[Data items]
//! Typed HTTP client for the remote version endpoint.
//!
//! Default URL: `https://api.o2.sk/version`

use std::time::Duration;

use scratch_core::{CardCode, Version};
use serde::Deserialize;

use crate::config::OracleConfig;
use crate::error::OracleError;
use crate::retry::RetryPolicy;
use crate::VersionOracle;

// -- Types matching the version endpoint schema ---------------------------------

/// Body returned by the version endpoint. Unknown fields are ignored.
#[derive(Debug, Clone, Deserialize)]
pub struct VersionResponse {
    /// Version used to gate activation.
    pub android: i64,
}

// -- Client -------------------------------------------------------------------

/// Version oracle backed by an HTTP `GET`.
#[derive(Debug, Clone)]
pub struct HttpVersionOracle {
    http: reqwest::Client,
    url: url::Url,
    retry: RetryPolicy,
}

impl HttpVersionOracle {
    /// Build the client from configuration.
    pub fn new(config: OracleConfig) -> Result<Self, OracleError> {
        let http = reqwest::Client::builder()
            .timeout(Duration::from_secs(config.timeout_secs))
            .build()
            .map_err(|e| OracleError::Http {
                endpoint: "client_init".into(),
                source: e,
            })?;
        Ok(Self {
            http,
            url: config.url,
            retry: config.retry,
        })
    }

    /// The endpoint this client queries.
    pub fn url(&self) -> &url::Url {
        &self.url
    }
}

impl VersionOracle for HttpVersionOracle {
    /// Calls `GET {url}?code={code}`.
    async fn get_version(&self, code: &CardCode) -> Result<Version, OracleError> {
        let endpoint = "GET /version";

        let resp = self
            .retry
            .run(code.as_str(), || {
                self.http
                    .get(self.url.clone())
                    .query(&[("code", code.as_str())])
                    .send()
            })
            .await
            .map_err(|e| OracleError::Http {
                endpoint: endpoint.into(),
                source: e,
            })?;

        if !resp.status().is_success() {
            let status = resp.status().as_u16();
            let body = resp.text().await.unwrap_or_default();
            return Err(OracleError::Api {
                endpoint: endpoint.into(),
                status,
                body,
            });
        }

        let body: VersionResponse =
            resp.json().await.map_err(|e| OracleError::Deserialization {
                endpoint: endpoint.into(),
                source: e,
            })?;

        tracing::debug!(code = %code, version = body.android, "received version");
        Ok(Version(body.android))
    }
}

*Exercise aim*
Of the records above, copy each line that includes "crate".

*Task response*
use crate::config::OracleConfig;
use crate::error::OracleError;
use crate::retry::RetryPolicy;
use crate::VersionOracle;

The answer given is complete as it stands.